**Assignment**:
A line below contains "repository 22a46e15b79bfe97", and a later one contains "scroll caused by". Repeat both, with every line between them, exactly.

[Opening Dataset records section]

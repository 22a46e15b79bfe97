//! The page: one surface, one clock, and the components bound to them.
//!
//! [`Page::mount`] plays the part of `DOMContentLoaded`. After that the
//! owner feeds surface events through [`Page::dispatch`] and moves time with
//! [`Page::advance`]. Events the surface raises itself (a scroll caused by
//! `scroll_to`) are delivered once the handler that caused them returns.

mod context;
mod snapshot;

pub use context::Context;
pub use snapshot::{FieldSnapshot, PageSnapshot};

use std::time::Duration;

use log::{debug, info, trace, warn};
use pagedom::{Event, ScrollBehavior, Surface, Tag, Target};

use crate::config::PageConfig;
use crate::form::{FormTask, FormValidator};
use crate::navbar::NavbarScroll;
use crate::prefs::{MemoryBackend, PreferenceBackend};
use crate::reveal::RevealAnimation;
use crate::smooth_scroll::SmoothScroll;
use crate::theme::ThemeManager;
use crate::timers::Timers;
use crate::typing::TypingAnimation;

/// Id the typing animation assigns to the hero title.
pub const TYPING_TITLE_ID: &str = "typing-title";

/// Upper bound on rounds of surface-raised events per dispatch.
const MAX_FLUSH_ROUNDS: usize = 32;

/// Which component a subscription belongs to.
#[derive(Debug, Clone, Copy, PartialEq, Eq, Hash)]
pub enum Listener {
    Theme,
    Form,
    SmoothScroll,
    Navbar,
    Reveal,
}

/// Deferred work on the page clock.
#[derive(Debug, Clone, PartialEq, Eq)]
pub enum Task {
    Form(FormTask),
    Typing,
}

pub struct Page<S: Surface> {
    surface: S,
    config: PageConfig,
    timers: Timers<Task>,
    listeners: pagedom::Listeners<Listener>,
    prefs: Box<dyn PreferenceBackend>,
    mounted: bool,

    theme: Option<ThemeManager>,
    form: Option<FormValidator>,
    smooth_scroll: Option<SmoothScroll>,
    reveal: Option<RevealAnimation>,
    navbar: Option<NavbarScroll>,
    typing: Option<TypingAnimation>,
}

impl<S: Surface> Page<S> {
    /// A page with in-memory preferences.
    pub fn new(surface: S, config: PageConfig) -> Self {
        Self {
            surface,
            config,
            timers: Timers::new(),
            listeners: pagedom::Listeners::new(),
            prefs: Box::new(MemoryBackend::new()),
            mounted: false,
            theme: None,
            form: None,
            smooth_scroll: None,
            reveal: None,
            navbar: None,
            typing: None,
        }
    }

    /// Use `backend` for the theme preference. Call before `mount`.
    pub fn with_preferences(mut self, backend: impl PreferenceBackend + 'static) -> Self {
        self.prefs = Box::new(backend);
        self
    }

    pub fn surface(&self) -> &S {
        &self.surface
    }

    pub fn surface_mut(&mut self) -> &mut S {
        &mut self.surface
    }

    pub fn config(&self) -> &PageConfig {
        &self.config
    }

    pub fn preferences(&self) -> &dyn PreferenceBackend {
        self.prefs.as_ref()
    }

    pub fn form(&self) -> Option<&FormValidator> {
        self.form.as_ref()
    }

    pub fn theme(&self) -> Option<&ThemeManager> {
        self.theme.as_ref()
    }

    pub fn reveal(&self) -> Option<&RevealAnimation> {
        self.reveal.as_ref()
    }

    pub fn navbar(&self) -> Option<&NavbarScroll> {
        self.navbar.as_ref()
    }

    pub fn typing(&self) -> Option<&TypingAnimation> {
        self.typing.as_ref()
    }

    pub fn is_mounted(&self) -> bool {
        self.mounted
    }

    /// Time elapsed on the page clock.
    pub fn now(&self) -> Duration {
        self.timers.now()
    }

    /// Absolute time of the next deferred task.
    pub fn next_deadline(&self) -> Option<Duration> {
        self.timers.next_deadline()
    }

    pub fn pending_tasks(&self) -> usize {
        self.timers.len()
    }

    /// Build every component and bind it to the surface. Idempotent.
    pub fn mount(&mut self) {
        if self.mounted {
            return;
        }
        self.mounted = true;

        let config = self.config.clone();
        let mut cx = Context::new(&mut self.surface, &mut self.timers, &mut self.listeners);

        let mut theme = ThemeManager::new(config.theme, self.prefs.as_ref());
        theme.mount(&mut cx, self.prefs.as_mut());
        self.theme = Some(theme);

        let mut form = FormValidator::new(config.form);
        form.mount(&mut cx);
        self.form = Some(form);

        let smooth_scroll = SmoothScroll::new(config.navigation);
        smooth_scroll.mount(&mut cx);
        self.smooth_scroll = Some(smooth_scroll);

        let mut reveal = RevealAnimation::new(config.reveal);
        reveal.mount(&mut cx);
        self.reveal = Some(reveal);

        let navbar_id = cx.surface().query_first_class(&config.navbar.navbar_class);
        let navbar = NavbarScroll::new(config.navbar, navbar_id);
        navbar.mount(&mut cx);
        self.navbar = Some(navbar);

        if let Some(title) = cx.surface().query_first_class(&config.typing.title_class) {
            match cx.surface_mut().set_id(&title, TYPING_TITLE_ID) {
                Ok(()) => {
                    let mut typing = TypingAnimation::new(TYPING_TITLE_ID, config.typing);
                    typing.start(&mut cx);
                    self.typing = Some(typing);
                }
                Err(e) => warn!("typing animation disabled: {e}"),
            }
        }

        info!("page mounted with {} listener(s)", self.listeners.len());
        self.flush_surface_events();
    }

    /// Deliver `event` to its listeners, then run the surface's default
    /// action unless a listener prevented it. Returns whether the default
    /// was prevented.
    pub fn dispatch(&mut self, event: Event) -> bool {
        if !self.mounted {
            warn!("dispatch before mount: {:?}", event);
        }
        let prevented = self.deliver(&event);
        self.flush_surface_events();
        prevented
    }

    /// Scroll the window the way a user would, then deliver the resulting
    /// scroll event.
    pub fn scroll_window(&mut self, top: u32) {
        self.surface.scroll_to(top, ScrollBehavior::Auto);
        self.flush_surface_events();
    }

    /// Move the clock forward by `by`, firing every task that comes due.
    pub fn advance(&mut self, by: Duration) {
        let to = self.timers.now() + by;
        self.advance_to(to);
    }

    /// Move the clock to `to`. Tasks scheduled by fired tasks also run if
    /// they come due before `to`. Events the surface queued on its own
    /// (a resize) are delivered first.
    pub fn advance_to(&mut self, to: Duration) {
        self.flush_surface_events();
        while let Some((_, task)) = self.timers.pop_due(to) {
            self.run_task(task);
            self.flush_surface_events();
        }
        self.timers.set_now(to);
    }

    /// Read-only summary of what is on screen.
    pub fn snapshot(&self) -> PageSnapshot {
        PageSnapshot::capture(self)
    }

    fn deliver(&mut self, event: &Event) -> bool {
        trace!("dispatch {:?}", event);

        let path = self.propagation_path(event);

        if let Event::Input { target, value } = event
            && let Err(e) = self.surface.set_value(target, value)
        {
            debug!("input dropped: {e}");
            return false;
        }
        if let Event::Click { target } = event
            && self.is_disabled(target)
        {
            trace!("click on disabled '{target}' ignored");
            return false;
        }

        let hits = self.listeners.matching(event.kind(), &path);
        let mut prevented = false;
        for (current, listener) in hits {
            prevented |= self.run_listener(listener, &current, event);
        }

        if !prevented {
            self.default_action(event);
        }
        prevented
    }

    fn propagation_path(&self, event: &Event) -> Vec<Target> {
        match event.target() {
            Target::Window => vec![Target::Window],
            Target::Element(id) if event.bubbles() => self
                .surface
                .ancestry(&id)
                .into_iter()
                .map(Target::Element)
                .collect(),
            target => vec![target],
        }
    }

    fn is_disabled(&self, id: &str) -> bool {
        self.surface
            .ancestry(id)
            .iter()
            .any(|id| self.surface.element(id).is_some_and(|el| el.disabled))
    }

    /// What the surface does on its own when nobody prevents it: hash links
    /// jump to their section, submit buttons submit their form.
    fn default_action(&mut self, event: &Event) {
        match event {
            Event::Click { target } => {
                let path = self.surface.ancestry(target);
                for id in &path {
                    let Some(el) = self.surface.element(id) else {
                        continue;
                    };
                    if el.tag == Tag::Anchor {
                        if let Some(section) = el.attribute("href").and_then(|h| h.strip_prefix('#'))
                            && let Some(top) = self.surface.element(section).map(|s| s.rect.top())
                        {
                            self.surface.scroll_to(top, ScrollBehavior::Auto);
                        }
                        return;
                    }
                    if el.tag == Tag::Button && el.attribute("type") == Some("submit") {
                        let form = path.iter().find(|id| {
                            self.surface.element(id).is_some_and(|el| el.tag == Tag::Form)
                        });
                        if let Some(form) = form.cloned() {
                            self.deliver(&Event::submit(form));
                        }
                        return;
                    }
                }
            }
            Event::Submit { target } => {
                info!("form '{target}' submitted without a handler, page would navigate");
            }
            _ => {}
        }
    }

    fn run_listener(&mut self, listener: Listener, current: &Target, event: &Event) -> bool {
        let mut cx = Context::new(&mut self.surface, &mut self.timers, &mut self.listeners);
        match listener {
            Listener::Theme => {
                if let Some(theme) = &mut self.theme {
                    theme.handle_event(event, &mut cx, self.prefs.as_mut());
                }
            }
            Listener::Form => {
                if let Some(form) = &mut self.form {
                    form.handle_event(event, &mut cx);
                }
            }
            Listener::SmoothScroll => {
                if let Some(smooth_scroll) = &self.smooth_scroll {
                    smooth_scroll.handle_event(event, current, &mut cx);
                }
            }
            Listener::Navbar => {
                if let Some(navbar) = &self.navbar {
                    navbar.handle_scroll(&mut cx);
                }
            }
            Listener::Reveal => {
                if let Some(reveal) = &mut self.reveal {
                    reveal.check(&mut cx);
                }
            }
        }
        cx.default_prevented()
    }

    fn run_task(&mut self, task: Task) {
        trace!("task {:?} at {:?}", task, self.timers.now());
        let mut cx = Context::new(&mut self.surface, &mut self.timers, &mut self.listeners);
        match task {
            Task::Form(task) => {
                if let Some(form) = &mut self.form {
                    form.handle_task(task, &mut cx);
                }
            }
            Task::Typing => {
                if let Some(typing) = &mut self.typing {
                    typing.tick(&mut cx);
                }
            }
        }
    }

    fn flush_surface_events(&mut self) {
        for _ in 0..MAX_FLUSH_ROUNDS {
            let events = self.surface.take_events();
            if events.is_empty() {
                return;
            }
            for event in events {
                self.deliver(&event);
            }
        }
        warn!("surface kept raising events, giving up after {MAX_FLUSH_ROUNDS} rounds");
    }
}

[Closing Dataset records section]
[Opening Dataset records section]

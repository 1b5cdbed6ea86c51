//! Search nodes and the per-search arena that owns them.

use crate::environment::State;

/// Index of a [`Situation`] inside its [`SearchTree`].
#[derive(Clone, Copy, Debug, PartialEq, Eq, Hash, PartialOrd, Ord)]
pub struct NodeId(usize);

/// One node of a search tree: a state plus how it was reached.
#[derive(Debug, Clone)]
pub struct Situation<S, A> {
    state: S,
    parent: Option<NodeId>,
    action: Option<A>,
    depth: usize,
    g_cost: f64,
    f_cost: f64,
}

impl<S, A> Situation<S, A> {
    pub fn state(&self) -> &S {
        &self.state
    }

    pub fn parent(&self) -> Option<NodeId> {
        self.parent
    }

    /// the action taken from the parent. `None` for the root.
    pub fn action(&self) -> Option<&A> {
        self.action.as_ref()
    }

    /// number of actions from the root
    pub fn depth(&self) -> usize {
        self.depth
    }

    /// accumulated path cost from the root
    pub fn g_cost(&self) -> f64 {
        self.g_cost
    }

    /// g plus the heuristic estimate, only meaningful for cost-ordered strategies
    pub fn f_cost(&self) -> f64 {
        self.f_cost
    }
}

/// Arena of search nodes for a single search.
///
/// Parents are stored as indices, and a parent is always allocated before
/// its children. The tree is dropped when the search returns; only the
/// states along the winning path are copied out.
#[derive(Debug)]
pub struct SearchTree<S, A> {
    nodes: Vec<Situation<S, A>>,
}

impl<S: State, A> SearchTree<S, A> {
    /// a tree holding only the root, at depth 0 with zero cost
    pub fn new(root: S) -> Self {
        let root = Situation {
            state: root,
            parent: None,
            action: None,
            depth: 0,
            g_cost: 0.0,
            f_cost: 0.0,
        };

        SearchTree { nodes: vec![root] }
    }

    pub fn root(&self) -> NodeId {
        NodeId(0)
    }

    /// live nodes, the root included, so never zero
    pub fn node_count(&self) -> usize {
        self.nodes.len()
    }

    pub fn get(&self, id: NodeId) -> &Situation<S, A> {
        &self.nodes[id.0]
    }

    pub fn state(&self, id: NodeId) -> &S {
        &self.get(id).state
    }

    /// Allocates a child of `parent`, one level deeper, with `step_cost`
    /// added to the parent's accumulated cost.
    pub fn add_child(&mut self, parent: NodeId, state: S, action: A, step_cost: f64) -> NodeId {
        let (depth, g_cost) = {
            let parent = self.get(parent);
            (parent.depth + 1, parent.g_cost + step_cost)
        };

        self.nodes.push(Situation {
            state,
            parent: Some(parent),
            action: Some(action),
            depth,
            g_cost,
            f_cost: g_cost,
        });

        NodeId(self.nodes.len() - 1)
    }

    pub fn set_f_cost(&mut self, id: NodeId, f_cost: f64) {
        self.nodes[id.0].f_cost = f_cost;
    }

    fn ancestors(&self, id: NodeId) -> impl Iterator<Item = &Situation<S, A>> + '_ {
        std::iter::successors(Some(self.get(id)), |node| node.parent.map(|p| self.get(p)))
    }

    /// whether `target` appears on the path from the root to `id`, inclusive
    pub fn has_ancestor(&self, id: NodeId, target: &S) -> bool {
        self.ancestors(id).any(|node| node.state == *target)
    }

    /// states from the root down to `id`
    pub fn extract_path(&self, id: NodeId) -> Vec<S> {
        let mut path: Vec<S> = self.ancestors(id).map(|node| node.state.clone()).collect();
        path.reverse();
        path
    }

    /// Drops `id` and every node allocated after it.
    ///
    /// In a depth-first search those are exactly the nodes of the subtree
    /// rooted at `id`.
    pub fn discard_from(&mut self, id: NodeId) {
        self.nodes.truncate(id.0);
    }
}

[Closing Dataset records section]
[Opening Dataset records section]

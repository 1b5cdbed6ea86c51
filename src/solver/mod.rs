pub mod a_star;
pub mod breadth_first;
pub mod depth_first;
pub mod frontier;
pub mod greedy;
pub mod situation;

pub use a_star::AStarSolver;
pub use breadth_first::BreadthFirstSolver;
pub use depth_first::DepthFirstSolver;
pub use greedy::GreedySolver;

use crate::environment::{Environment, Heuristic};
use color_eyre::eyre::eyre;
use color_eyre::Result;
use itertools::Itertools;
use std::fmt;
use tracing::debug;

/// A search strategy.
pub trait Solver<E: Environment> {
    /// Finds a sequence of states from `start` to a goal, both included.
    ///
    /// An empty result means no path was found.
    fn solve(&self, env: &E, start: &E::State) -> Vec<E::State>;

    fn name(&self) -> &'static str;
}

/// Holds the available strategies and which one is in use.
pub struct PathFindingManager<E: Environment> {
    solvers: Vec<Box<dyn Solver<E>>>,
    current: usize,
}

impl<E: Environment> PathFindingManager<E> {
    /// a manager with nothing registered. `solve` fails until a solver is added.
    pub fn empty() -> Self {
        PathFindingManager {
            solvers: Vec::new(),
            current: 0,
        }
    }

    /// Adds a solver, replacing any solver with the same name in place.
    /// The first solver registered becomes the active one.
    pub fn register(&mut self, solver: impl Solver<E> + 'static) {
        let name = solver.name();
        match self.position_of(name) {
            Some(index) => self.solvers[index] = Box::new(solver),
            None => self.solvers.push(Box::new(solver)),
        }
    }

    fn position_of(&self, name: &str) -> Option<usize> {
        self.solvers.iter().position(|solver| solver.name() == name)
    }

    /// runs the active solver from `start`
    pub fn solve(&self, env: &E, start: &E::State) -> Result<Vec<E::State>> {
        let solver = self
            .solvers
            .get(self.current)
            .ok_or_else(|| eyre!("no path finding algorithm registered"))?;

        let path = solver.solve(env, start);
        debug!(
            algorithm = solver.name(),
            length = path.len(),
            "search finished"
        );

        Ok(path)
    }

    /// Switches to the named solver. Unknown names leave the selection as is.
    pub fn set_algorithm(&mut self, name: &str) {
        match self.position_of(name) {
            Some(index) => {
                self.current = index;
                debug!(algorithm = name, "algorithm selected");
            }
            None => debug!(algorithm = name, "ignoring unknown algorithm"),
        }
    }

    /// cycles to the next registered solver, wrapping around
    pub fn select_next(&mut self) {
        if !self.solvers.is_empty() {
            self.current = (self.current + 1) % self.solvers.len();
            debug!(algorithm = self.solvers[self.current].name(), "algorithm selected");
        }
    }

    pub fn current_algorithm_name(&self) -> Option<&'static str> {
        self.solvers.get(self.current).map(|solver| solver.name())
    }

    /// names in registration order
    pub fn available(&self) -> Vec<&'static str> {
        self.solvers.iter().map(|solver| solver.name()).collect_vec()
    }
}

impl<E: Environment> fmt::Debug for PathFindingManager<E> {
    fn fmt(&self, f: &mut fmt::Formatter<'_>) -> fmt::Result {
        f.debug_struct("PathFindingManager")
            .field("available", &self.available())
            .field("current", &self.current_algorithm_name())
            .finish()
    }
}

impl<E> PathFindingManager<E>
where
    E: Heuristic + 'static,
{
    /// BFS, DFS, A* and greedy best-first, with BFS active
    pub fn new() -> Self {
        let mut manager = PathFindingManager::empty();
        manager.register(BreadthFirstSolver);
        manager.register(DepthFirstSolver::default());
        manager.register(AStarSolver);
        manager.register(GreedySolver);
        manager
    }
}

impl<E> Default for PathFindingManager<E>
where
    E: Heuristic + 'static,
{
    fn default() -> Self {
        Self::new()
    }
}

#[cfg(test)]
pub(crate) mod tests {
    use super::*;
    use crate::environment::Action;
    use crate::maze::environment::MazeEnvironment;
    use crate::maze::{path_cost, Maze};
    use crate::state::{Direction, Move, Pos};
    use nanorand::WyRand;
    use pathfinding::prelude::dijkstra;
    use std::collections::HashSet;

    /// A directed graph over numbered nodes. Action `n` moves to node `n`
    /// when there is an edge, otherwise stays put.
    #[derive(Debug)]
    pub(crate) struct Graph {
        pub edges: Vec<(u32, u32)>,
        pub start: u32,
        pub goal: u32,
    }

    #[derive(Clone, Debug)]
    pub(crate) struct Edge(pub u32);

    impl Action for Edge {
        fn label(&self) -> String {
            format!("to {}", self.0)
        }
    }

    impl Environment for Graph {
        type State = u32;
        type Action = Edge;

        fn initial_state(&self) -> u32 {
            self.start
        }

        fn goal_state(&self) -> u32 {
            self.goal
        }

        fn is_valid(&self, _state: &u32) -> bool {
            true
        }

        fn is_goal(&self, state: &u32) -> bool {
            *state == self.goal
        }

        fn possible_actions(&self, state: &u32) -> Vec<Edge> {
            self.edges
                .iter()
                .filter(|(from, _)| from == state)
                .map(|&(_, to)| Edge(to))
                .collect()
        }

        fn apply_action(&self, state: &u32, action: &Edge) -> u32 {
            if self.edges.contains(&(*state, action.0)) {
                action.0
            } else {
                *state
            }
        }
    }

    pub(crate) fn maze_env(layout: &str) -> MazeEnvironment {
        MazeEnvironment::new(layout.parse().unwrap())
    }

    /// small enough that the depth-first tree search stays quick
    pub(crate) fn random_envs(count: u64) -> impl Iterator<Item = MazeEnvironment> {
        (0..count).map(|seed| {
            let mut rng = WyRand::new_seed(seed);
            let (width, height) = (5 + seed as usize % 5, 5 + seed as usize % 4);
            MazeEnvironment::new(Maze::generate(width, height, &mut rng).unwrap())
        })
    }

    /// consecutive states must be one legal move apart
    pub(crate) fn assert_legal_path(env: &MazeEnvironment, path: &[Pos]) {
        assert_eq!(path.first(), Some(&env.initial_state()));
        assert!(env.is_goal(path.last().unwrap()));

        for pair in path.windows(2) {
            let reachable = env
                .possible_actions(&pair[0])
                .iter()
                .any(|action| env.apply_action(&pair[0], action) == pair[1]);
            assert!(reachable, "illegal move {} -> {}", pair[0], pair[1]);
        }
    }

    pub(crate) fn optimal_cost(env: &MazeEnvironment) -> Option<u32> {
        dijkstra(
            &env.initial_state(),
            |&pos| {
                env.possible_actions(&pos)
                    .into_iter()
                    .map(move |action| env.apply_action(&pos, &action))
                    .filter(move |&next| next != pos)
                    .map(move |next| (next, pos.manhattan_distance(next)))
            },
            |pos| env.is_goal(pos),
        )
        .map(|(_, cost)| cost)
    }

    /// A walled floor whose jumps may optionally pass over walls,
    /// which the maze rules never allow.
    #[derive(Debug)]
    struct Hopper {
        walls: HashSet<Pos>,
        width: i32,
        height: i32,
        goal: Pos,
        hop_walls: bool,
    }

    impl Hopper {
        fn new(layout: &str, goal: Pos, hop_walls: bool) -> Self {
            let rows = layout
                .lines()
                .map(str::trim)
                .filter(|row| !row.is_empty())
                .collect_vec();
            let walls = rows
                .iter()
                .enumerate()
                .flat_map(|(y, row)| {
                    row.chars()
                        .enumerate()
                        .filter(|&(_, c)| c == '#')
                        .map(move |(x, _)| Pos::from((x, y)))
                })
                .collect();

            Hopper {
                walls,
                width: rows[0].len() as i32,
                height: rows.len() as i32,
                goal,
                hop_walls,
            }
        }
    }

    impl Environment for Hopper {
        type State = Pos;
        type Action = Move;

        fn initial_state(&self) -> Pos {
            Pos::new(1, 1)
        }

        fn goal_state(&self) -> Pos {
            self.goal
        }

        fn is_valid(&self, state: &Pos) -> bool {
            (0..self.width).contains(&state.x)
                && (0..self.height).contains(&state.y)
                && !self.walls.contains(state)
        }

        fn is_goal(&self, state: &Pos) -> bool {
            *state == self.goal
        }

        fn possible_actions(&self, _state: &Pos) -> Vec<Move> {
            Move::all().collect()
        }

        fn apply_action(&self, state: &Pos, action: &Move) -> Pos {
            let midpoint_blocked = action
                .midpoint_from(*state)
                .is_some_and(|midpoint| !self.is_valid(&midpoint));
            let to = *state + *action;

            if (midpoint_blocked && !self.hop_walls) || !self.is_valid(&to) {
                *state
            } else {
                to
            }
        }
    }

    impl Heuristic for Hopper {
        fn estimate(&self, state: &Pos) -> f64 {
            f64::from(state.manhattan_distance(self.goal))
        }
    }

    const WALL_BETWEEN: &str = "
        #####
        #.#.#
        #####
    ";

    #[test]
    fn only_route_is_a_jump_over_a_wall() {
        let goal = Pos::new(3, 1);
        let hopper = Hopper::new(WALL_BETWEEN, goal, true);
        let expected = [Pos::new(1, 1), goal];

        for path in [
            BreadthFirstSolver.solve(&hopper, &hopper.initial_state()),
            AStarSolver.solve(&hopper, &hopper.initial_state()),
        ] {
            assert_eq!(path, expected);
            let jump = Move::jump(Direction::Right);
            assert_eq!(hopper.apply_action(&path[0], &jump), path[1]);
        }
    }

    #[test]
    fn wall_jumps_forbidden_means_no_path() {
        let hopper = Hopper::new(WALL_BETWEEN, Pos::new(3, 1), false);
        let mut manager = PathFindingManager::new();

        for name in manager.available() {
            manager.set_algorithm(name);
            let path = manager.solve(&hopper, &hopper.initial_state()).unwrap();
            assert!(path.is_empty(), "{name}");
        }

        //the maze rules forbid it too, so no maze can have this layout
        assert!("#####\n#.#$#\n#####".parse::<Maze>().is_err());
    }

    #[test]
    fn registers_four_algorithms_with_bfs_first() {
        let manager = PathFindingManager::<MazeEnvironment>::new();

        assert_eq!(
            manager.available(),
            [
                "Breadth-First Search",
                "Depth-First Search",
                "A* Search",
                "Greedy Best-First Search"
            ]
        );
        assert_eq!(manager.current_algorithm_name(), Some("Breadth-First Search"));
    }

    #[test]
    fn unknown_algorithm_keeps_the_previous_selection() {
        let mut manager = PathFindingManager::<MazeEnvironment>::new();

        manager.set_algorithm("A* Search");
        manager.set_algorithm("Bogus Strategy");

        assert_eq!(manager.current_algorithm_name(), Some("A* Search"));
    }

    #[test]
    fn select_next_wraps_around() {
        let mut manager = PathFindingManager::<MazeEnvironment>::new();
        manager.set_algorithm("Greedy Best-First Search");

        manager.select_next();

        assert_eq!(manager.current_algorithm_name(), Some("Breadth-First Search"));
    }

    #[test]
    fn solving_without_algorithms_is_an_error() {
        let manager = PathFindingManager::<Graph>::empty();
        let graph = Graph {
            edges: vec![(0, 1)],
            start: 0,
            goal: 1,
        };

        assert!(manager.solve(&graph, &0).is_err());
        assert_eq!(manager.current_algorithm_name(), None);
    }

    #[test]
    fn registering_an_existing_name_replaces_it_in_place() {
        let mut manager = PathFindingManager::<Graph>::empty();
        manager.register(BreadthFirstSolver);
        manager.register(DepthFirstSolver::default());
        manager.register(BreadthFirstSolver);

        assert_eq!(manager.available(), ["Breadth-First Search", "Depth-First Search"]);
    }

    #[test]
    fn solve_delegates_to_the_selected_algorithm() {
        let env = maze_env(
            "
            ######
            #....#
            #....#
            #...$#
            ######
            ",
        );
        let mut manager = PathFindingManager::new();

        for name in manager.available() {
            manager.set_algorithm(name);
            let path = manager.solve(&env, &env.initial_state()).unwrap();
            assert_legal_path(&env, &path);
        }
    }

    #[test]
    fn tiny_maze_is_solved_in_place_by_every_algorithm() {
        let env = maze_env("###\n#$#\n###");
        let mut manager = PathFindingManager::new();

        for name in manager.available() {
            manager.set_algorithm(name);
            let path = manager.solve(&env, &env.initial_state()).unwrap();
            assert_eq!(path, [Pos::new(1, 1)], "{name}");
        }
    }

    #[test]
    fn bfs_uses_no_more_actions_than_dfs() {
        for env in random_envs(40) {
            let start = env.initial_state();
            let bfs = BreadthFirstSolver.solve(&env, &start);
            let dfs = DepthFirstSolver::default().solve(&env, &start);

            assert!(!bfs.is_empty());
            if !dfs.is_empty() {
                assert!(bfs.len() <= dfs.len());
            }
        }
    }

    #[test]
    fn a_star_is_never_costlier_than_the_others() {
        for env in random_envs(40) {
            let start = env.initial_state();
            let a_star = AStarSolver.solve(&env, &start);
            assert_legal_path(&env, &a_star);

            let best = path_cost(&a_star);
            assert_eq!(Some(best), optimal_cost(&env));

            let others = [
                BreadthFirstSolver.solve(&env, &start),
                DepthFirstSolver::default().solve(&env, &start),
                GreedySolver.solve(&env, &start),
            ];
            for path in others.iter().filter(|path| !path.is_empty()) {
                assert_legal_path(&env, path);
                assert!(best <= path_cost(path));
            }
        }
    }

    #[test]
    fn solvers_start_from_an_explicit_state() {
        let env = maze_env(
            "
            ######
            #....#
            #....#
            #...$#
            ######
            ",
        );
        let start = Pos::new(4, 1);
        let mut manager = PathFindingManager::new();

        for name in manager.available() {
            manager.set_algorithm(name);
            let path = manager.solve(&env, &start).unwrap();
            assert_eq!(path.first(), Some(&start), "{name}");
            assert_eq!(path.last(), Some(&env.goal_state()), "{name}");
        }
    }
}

[Closing Dataset records section]

**Result below**:
repository 22a46e15b79bfe97
//! The page: one surface, one clock, and the components bound to them.
//!
//! [`Page::mount`] plays the part of `DOMContentLoaded`. After that the
//! owner feeds surface events through [`Page::dispatch`] and moves time with
//! [`Page::advance`]. Events the surface raises itself (a scroll caused by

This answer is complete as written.